Definition of Slovak in US English:



  • 1A native or inhabitant of Slovakia, or a person of Slovak descent.

    • ‘Reunited after the war, the Czechs and Slovaks set national elections for the spring of 1946.’
    • ‘The Hungarians, Poles, Slovaks and Slovenians all kept a diplomatic silence, wishing Ireland well in the second attempt to allow them into the EU.’
    • ‘The charter class consisted of nineteen students (Hungarians, Slovaks, Poles, and Russians) and five faculty members.’
    • ‘The vast majority of Czechs, Slovaks and Slovenians will stay at home anyway, but we will also benefit from closer involvement with them.’
    • ‘After the Austrian declaration of war on Serbia and Russia in 1914, the Czechs and Slovaks, in a struggle to establish a common republic, joined the side of the Allies.’
    • ‘The other recognized minorities are Slovaks, Croatians, Serbians, Romanians, Slovenians, Germans, Greeks, Ukrainians and Armenians.’
    • ‘These new immigrants were largely Italians, Hungarians, Jews, Serbians, Irish, and Slovaks.’
    • ‘It is settled by Serbs and other Slavs, plus large numbers of Hungarians, Romanians, Slovaks, and Ruthenians, each speaking and reading in their own tongue.’
    • ‘You just have to think of the hugely expensive wedding celebrations of the Serbs, Slovaks and Roma.’
    • ‘The history of Slovak parliamentarianism stems from the struggles of Slovaks for national identity and state sovereignty.’
    • ‘They settled in urban villages near other Slavs, Poles, Jews, and Slovaks, seeking a sense of community to replace the one they had left.’
    • ‘Despite ideological dogma, Czechs, Slovaks and Bulgarians found ways to recognise each other and discover the beauty of their countries and nations based on Slavonic origins.’
    • ‘The empire's estimated one million inhabitants included all the western Slavs (peoples who became the Czechs, Moravians, Slovaks, and Poles).’
    • ‘Today, Czechs and Slovaks are full of praise for the American people who greatly influenced the fate of millions living in Central and Eastern Europe.’
    • ‘Northern Baptists had organized training schools for Hungarians, Slovaks, Poles, Russians, and Italians.’
    • ‘Constituencies were redrawn to give maximum weight to Magyars and minimum influence to other nationalities such as Slovaks, Serbs, and Transylvanians.’
    • ‘My ward was made up of Polish, Ukrainians, Russians, Greeks, Slovaks, Appalachians, Puerto Ricans, blacks.’
    • ‘The remaining 3.9 percent is made up of Germans, Slovaks, South Slavs, Gypsies, and Romanians.’
    • ‘His ability to unite Czechs and Slovak was demonstrated by his leading role in the creation of a common Czech and Slovaks national council in 1915.’
    • ‘In 1916, there were three Slovak Congregational churches and another that included both Czechs and Slovaks.’
  • 2The West Slavic language of Slovakia, closely related to Czech.
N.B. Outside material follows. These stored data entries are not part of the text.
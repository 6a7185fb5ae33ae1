//! 分页
//!
//! 固定每页 10 条；请求的页为空时返回 `NotFound` 而不是空列表，
//! 以便调用方区分"页码越界"和"本来就没有数据"。

use crate::error::{AppError, AppResult};

/// 每页题目数量
pub const QUESTIONS_PER_PAGE: usize = 10;

/// 解析 `?page=` 参数，缺失或不是整数时视为第 1 页
pub fn parse_page_number(raw: Option<&str>) -> i64 {
    raw.and_then(|v| v.trim().parse().ok()).unwrap_or(1)
}

/// 取出第 `page_number` 页（从 1 开始），窗口为 `[(p-1)*10, p*10)`
///
/// 页码不预先校验上限，窗口为空（包括 `page_number <= 0`）即 `NotFound`。
pub fn paginate<T: Clone>(items: &[T], page_number: i64) -> AppResult<Vec<T>> {
    let window = page_window(items.len(), page_number)
        .ok_or_else(|| AppError::not_found(format!("第 {} 页没有数据", page_number)))?;
    Ok(items[window].to_vec())
}

fn page_window(len: usize, page_number: i64) -> Option<std::ops::Range<usize>> {
    let index = usize::try_from(page_number.checked_sub(1)?).ok()?;
    let start = index.checked_mul(QUESTIONS_PER_PAGE)?;
    if start >= len {
        return None;
    }
    let end = start.saturating_add(QUESTIONS_PER_PAGE).min(len);
    Some(start..end)
}
//! 统一响应格式
//!
//! 成功：`{success: true, ...}`
//! 失败：`{success: false, error: <code>, message: <text>}`

use axum::http::StatusCode;
use axum::response::{IntoResponse, Response};
use axum::Json;
use serde::Serialize;
use serde_json::Value;
use tracing::{error, warn};

use crate::error::AppError;

/// 失败响应
#[derive(Debug, Clone, Serialize)]
pub struct ErrorEnvelope {
    pub success: bool,
    pub error: u16,
    pub message: String,
}

impl ErrorEnvelope {
    pub fn new(status: StatusCode, message: impl Into<String>) -> Self {
        Self {
            success: false,
            error: status.as_u16(),
            message: message.into(),
        }
    }
}

impl IntoResponse for ErrorEnvelope {
    fn into_response(self) -> Response {
        let status = StatusCode::from_u16(self.error).unwrap_or(StatusCode::INTERNAL_SERVER_ERROR);
        (status, Json(self)).into_response()
    }
}

impl IntoResponse for AppError {
    fn into_response(self) -> Response {
        let status =
            StatusCode::from_u16(self.status_code()).unwrap_or(StatusCode::INTERNAL_SERVER_ERROR);

        if status.is_server_error() {
            error!("❌ {}", self);
        } else {
            warn!("⚠️ {} → {}", self, status.as_u16());
        }

        ErrorEnvelope::new(status, self.public_message()).into_response()
    }
}

/// 成功响应：在对象中补上 `success: true`
pub fn success(mut body: Value) -> Json<Value> {
    if let Some(map) = body.as_object_mut() {
        map.insert("success".to_string(), Value::Bool(true));
    }
    Json(body)
}

#[cfg(test)]
mod tests {
    use super::*;
    use serde_json::json;

    #[test]
    fn test_success_adds_flag() {
        let Json(body) = success(json!({"total_questions": 3}));
        assert_eq!(body, json!({"success": true, "total_questions": 3}));
    }

    #[test]
    fn test_error_envelope_status() {
        let response = AppError::not_found("x").into_response();
        assert_eq!(response.status(), StatusCode::NOT_FOUND);

        let response = AppError::unprocessable("x").into_response();
        assert_eq!(response.status(), StatusCode::UNPROCESSABLE_ENTITY);

        let response = AppError::bad_request("x").into_response();
        assert_eq!(response.status(), StatusCode::BAD_REQUEST);
    }
}
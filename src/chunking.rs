//! Document chunking.
//!
//! The [`Chunker`] trait turns a document's text into an ordered sequence of
//! bounded-size chunks. The default [`FixedSizeChunker`] splits by character
//! count; a boundary-aware strategy (sentences, tokens) can be substituted
//! by implementing the trait, without touching the rest of the pipeline.

use crate::document::{Chunk, Document};
use crate::error::{RagError, Result};

/// A strategy for splitting documents into chunks.
///
/// Implementations must be deterministic (identical input yields identical
/// output) and must return an empty `Vec` for empty text. Returned chunks
/// carry no embeddings; the ingestor attaches them later.
pub trait Chunker: Send + Sync {
    /// Split a document into ordered chunks.
    fn chunk(&self, document: &Document) -> Vec<Chunk>;
}

/// Splits text into consecutive chunks of at most `chunk_size` characters.
///
/// Sizes are counted in Unicode scalar values, so a chunk boundary never
/// lands inside a multi-byte character. With the default overlap of zero,
/// concatenating a document's chunks in sequence order reconstructs the
/// original text exactly; only the final chunk may be shorter than
/// `chunk_size`.
///
/// # Example
///
/// ```rust,ignore
/// use ragline::FixedSizeChunker;
///
/// let chunker = FixedSizeChunker::new(1000)?;
/// let chunks = chunker.chunk(&document);
/// ```
#[derive(Debug, Clone)]
pub struct FixedSizeChunker {
    chunk_size: usize,
    chunk_overlap: usize,
}

impl FixedSizeChunker {
    /// Create a chunker producing non-overlapping chunks of at most
    /// `chunk_size` characters.
    ///
    /// # Errors
    ///
    /// Returns [`RagError::InvalidConfiguration`] if `chunk_size` is zero.
    pub fn new(chunk_size: usize) -> Result<Self> {
        Self::with_overlap(chunk_size, 0)
    }

    /// Create a chunker where consecutive chunks share `chunk_overlap`
    /// trailing characters.
    ///
    /// # Errors
    ///
    /// Returns [`RagError::InvalidConfiguration`] if `chunk_size` is zero or
    /// `chunk_overlap >= chunk_size`.
    pub fn with_overlap(chunk_size: usize, chunk_overlap: usize) -> Result<Self> {
        if chunk_size == 0 {
            return Err(RagError::InvalidConfiguration(
                "chunk_size must be greater than zero".to_string(),
            ));
        }
        if chunk_overlap >= chunk_size {
            return Err(RagError::InvalidConfiguration(format!(
                "chunk_overlap ({chunk_overlap}) must be less than chunk_size ({chunk_size})"
            )));
        }
        Ok(Self { chunk_size, chunk_overlap })
    }
}

impl Chunker for FixedSizeChunker {
    fn chunk(&self, document: &Document) -> Vec<Chunk> {
        if document.text.is_empty() {
            return Vec::new();
        }

        let chars: Vec<char> = document.text.chars().collect();
        let step = self.chunk_size - self.chunk_overlap;

        let mut chunks = Vec::new();
        let mut start = 0;
        let mut chunk_index = 0;

        while start < chars.len() {
            let end = (start + self.chunk_size).min(chars.len());
            let text: String = chars[start..end].iter().collect();

            let mut metadata = document.metadata.clone();
            metadata.insert("chunk_index".to_string(), chunk_index.to_string());

            chunks.push(Chunk {
                id: format!("{}_{chunk_index}", document.source_id),
                text,
                embedding: Vec::new(),
                metadata,
                source_id: document.source_id.clone(),
            });

            if end == chars.len() {
                break;
            }
            start += step;
            chunk_index += 1;
        }

        chunks
    }
}
//! End-to-end answer streaming: ordering, termination, cancellation, and
//! failure propagation.

use std::collections::HashMap;
use std::sync::Arc;
use std::sync::atomic::Ordering;

use futures::StreamExt;
use ragline::completion::CompletionFragment;
use ragline::config::RagConfig;
use ragline::document::Chunk;
use ragline::error::RagError;
use ragline::inmemory::InMemoryVectorStore;
use ragline::mock::{FailingEmbedder, MockCompletion, MockEmbedder};
use ragline::orchestrator::QueryOrchestrator;
use ragline::vectorstore::VectorStore;

fn chunk(id: &str, text: &str, embedding: Vec<f32>) -> Chunk {
    Chunk {
        id: id.to_string(),
        text: text.to_string(),
        embedding,
        metadata: HashMap::new(),
        source_id: "doc".to_string(),
    }
}

async fn seeded_store() -> Arc<InMemoryVectorStore> {
    let store = Arc::new(InMemoryVectorStore::new());
    store
        .upsert(
            "docs",
            &[
                chunk("a", "the cardiology ward is on floor two", vec![1.0, 0.0]),
                chunk("b", "visiting hours end at eight", vec![0.8, 0.6]),
            ],
        )
        .await
        .unwrap();
    store
}

#[tokio::test]
async fn fragments_forwarded_in_order_exactly_once() {
    let completion = Arc::new(MockCompletion::new(&["Hello", " world", "."]));
    let orchestrator = QueryOrchestrator::builder()
        .embedder(Arc::new(MockEmbedder::fixed(vec![1.0, 0.0])))
        .store(seeded_store().await)
        .completion(completion.clone())
        .build()
        .unwrap();

    let stream = orchestrator.answer("where is cardiology?", "docs").await.unwrap();
    let fragments: Vec<CompletionFragment> =
        stream.map(|f| f.unwrap()).collect::<Vec<_>>().await;

    assert_eq!(
        fragments,
        vec![
            CompletionFragment::delta("Hello"),
            CompletionFragment::delta(" world"),
            CompletionFragment::last("."),
        ]
    );
}

#[tokio::test]
async fn prompt_contains_context_and_question() {
    let completion = Arc::new(MockCompletion::new(&["ok"]));
    let orchestrator = QueryOrchestrator::builder()
        .embedder(Arc::new(MockEmbedder::fixed(vec![1.0, 0.0])))
        .store(seeded_store().await)
        .completion(completion.clone())
        .build()
        .unwrap();

    let stream = orchestrator.answer("where is cardiology?", "docs").await.unwrap();
    let _ = stream.collect::<Vec<_>>().await;

    let prompts = completion.prompts();
    assert_eq!(prompts.len(), 1);
    assert!(prompts[0].starts_with(ragline::SYSTEM_PREAMBLE));
    assert!(prompts[0].contains("the cardiology ward is on floor two"));
    assert!(prompts[0].ends_with("where is cardiology?"));
    // Highest-similarity chunk comes first in the prompt.
    let first = prompts[0].find("cardiology ward").unwrap();
    let second = prompts[0].find("visiting hours").unwrap();
    assert!(first < second);
}

#[tokio::test]
async fn stream_stops_after_final_fragment() {
    // A misbehaving backend that keeps yielding after the final marker.
    let completion = Arc::new(MockCompletion::from_script(vec![
        Ok(CompletionFragment::delta("answer")),
        Ok(CompletionFragment::last("")),
        Ok(CompletionFragment::delta("ghost")),
    ]));
    let orchestrator = QueryOrchestrator::builder()
        .embedder(Arc::new(MockEmbedder::fixed(vec![1.0, 0.0])))
        .store(seeded_store().await)
        .completion(completion)
        .build()
        .unwrap();

    let stream = orchestrator.answer("q", "docs").await.unwrap();
    let fragments: Vec<CompletionFragment> =
        stream.map(|f| f.unwrap()).collect::<Vec<_>>().await;

    assert_eq!(fragments.len(), 2);
    assert!(fragments[1].is_final);
}

#[tokio::test]
async fn cancellation_stops_delivery_and_releases_the_stream() {
    let completion = Arc::new(MockCompletion::new(&["one", "two", "three"]));
    let released = completion.release_flag();
    let orchestrator = QueryOrchestrator::builder()
        .embedder(Arc::new(MockEmbedder::fixed(vec![1.0, 0.0])))
        .store(seeded_store().await)
        .completion(completion)
        .build()
        .unwrap();

    let mut stream = orchestrator.answer("q", "docs").await.unwrap();
    let first = stream.next().await.unwrap().unwrap();
    assert_eq!(first.text, "one");
    assert!(!released.load(Ordering::SeqCst));

    drop(stream);
    assert!(released.load(Ordering::SeqCst));
}

#[tokio::test]
async fn retrieval_failure_surfaces_before_any_fragment() {
    let completion = Arc::new(MockCompletion::new(&["never"]));
    let orchestrator = QueryOrchestrator::builder()
        .embedder(Arc::new(FailingEmbedder::new(2, "q")))
        .store(seeded_store().await)
        .completion(completion.clone())
        .build()
        .unwrap();

    let err = orchestrator.answer("a question", "docs").await.err().unwrap();
    assert!(matches!(err, RagError::QueryEmbedding(_)));
    assert!(completion.prompts().is_empty());
}

#[tokio::test]
async fn mid_stream_failure_is_yielded_as_completion_error() {
    let completion = Arc::new(MockCompletion::from_script(vec![
        Ok(CompletionFragment::delta("partial")),
        Err(RagError::Completion("backend hung up".to_string())),
    ]));
    let orchestrator = QueryOrchestrator::builder()
        .embedder(Arc::new(MockEmbedder::fixed(vec![1.0, 0.0])))
        .store(seeded_store().await)
        .completion(completion)
        .build()
        .unwrap();

    let mut stream = orchestrator.answer("q", "docs").await.unwrap();
    assert_eq!(stream.next().await.unwrap().unwrap().text, "partial");
    let err = stream.next().await.unwrap().unwrap_err();
    assert!(matches!(err, RagError::Completion(_)));
    // The error terminates the stream.
    assert!(stream.next().await.is_none());
}

#[tokio::test]
async fn empty_collection_still_answers_from_the_preamble_alone() {
    let completion = Arc::new(MockCompletion::new(&["no context answer"]));
    let orchestrator = QueryOrchestrator::builder()
        .embedder(Arc::new(MockEmbedder::fixed(vec![1.0, 0.0])))
        .store(Arc::new(InMemoryVectorStore::new()))
        .completion(completion.clone())
        .build()
        .unwrap();

    let stream = orchestrator.answer("anything?", "missing").await.unwrap();
    let fragments: Vec<_> = stream.collect().await;
    assert_eq!(fragments.len(), 1);

    let prompts = completion.prompts();
    assert_eq!(prompts[0], format!("{}\n\nanything?", ragline::SYSTEM_PREAMBLE));
}

#[tokio::test]
async fn budget_too_small_is_invalid_configuration() {
    let completion = Arc::new(MockCompletion::new(&["never"]));
    let orchestrator = QueryOrchestrator::builder()
        .embedder(Arc::new(MockEmbedder::fixed(vec![1.0, 0.0])))
        .store(seeded_store().await)
        .completion(completion)
        .config(RagConfig::builder().prompt_budget(5).build().unwrap())
        .build()
        .unwrap();

    let err = orchestrator.answer("a long question", "docs").await.err().unwrap();
    assert!(matches!(err, RagError::InvalidConfiguration(_)));
}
    • ‘They say masses in Polish and Slovak and Russian.’
    • ‘There's quite a bit of classical Hebrew and English in there too, probably some Russian, Slovak and Polish as well.’
    • ‘Polish is a West Slavic language, part of the Lekhite subgroup, and is similar to Czech and Slovak.’
    • ‘He was translating books, from Russian, English, French to Slovak.’
    • ‘Even though the Czech and Slovak languages are closely related and mutually intelligible, many Czechs viewed Slovak as a caricature of Czech.’
    • ‘BBC broadcasts in Bulgarian, Croatian, Czech, Greek, Hungarian, Kazakh, Polish, Slovak, Slovene and Thai languages will cease by March 2006.’
    • ‘Magyar (the language of ethnic Hungarians) and German are spoken, as are Serbian, Ukrainian, Slovak, Czech, Bulgarian, and Turkish.’
    • ‘In the White House budget submitted to congress in February, a proposal was made to shut down RFE broadcasts in Bulgarian, Romanian, Slovak, Croatian, Latvian, Lithuanian and Estonian.’
    • ‘Speaking in Slovak in a shaky and sometimes slurred voice, the pontiff thanked God that ‘he allowed me another apostolic trip in the name of Christ’.’
    • ‘The audio recording is presented in its original Czech/Slovak.’
    • ‘Speaking Kosovo, Macedonian, Serbian, Bosnian, Croat, Slovak, and English weren't enough, and he began immersing himself in Bulgarian and Romanian.’
    • ‘Nevertheless, after one informant taught Tommy Mulligan enough Slovak so they could converse, he became an acceptable companion.’
    • ‘Users can now search in 21 languages, including Czech, Hungarian, Slovak, Russian, and traditional Chinese.’
    • ‘However, Slovak is taught in various Sunday schools for children and in universities, including the University of Pittsburgh.’
    • ‘Czech and Slovak are both official languages.’
    • ‘There are also letters in Czech, Slovak, English, German, and French that Skvorecky exchanged with other people striving to keep the Czechoslovak literary scene alive.’
    • ‘In the nineteenth century, Ján Kollár participated in the development of a written form of Slovak that combined the western and central dialects.’
    • ‘She also speaks German and Russian, and as a Czech speaker understands Slovak.’
    • ‘I speak English, Romanian, Slovak, and some Hungarian, your majesty.’
    • ‘Slovak leaders who demanded the use of Slovak in county assemblies and schools (and on 10 May a federative reorganization of Hungary) had to flee to Prague to avoid arrest by the Magyar authorities.’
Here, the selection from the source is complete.